At last summer’s American Academy of Nursing
summit, these recommendations emerged: decrease patient
errors, improve operational efficiency and improve workflow
productivity. Part of her role at Microsoft, Raiford
said, is to walk the halls in health care facilities
to try to spot where these productivity gains can be
achieved.
“In one client site, they gave us their forms,
and you can see that they enter the same data five times,
on a piece of paper that gets faxed to somebody, then
gets entered again,” she said. “There’s
huge productivity loss, and the potential for error
can be huge.”
Productivity can be measured by looking at efficiency,
cycle time and effectiveness. Once the steps to the
process are defined, elimination of steps or ways to
speed up the cycle time can be realized. Ultimately,
this frees the nurse to spend more time at the bedside.
These problems are compounded when hospitals or other
health care facilities merge. Nurses can easily become
frustrated when they’re moving between two hospitals
in what is now the same organization, perhaps to accommodate
a change in their own work preferences, but each hospital
still runs its own information silos, Raiford said.

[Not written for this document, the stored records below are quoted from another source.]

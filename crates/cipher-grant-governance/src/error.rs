use crate::proposal::ProposalId;
use cipher_grant_crypto::CryptoError;
use cipher_grant_storage::StorageError;
use cipher_grant_types::{Address, Amount, TypesError};
use thiserror::Error;

/// Errors that can occur in governance operations.
#[derive(Debug, Error, Clone, PartialEq)]
pub enum GovernanceError {
    #[error("Validation error: {0}")]
    Validation(String),

    #[error("Already a member: {0}")]
    AlreadyMember(Address),

    #[error("Proposal {0} already finalized")]
    AlreadyFinalized(ProposalId),

    #[error("Not a member: {0}")]
    NotAMember(Address),

    #[error("Proposal {0} is not open for voting")]
    ProposalNotOpen(ProposalId),

    #[error("Proposal {0} is not funded")]
    NotFunded(ProposalId),

    #[error("Proposal not found: {0}")]
    ProposalNotFound(ProposalId),

    #[error("Invalid vote choice: {0}")]
    InvalidChoice(String),

    #[error("Invalid tier: {0}")]
    InvalidTier(String),

    #[error("Unauthorized: {0}")]
    Unauthorized(String),

    #[error("Corrupt ciphertext: {0}")]
    CorruptCiphertext(String),

    #[error("Invalid amount: {0}")]
    InvalidAmount(String),

    #[error("Disbursement of {requested} exceeds remaining budget {remaining}")]
    ExceedsBudget { requested: Amount, remaining: Amount },

    #[error("Insufficient treasury funds: requested {requested}, available {available}")]
    InsufficientFunds { requested: Amount, available: Amount },

    #[error("Invalid parameter: {0}")]
    InvalidParameter(String),

    #[error("Crypto error: {0}")]
    Crypto(String),

    #[error("Storage error: {0}")]
    Storage(String),

    #[error("Corrupt journal: {0}")]
    CorruptJournal(String),
}

impl GovernanceError {
    /// Security and integrity failures. These are never retried.
    pub fn is_security_failure(&self) -> bool {
        matches!(
            self,
            GovernanceError::Unauthorized(_) | GovernanceError::CorruptCiphertext(_)
        )
    }
}

impl From<CryptoError> for GovernanceError {
    fn from(e: CryptoError) -> Self {
        match e {
            CryptoError::Unauthorized => {
                GovernanceError::Unauthorized("reveal authorization rejected".to_string())
            }
            CryptoError::CorruptCiphertext(reason) => GovernanceError::CorruptCiphertext(reason),
            other => GovernanceError::Crypto(other.to_string()),
        }
    }
}

impl From<StorageError> for GovernanceError {
    fn from(e: StorageError) -> Self {
        GovernanceError::Storage(e.to_string())
    }
}

impl From<TypesError> for GovernanceError {
    fn from(e: TypesError) -> Self {
        match e {
            TypesError::InvalidAmount(reason) => GovernanceError::InvalidAmount(reason),
            other => GovernanceError::Validation(other.to_string()),
        }
    }
}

“You can’t ask these nurses to work any
harder than they already are, you can only help them
work smarter,” she said.
Rx accuracy
Getting a better handle on medication delivery is another
challenge facing nursing. “It’s all about
the patient’s five rights,” Raiford said.
“The right medicine, at the right dose, for the
right patient, at the right time, via the right route.”
With today’s bewildering range of medicines, just
making sure it’s the right medicine can be a challenge.
Raiford recounts her own horror of a medical error
when she picked up a prescription on her way out of
town. She was supposed to receive 4 mg of Avandia for
insulin resistance to help her absorb the insulin her
body had already made. But a pharmacy tech, by mistake,
dispensed 4 mg of Amaryl, which drops the patient’s
blood sugar. When she called the pharmacy, she was erroneously
told Amaryl was what her insurance had approved. Thinking
it was a generic substitute, she took the wrong medication.
“I was in a taxi out of town when it happened
and almost ended up needing an ambulance when my blood
sugar dropped to 40,” she said.
Raiford, of course, is part of a larger movement focused
on bringing the best of informatics into nursing. Night
and day, nurses also are using resources such as the
e-mail discussion list of the Capital Area Roundtable
of Informatics on Nursing [www.caringonline.org].
Recently, Raiford shared information with the group
on progress being made on InfoPath, a new Microsoft
software being used to quickly build electronic equivalents
of paper forms.
As a nurse at one of the central places where innovation
is happening fastest, “it’s almost too exciting
to sleep at night,” Raiford said. “There
is no more exciting place to be in nursing than in nursing
informatics in the year 2003. No more time for whining
that ‘we are too old to change.’
“People are dying from medical mistakes from
nursing and health care professionals literally drowning
in data. It is our responsibility to do something about
that by turning data into wisdom at the point of care,
and technology is the key driver to do that.”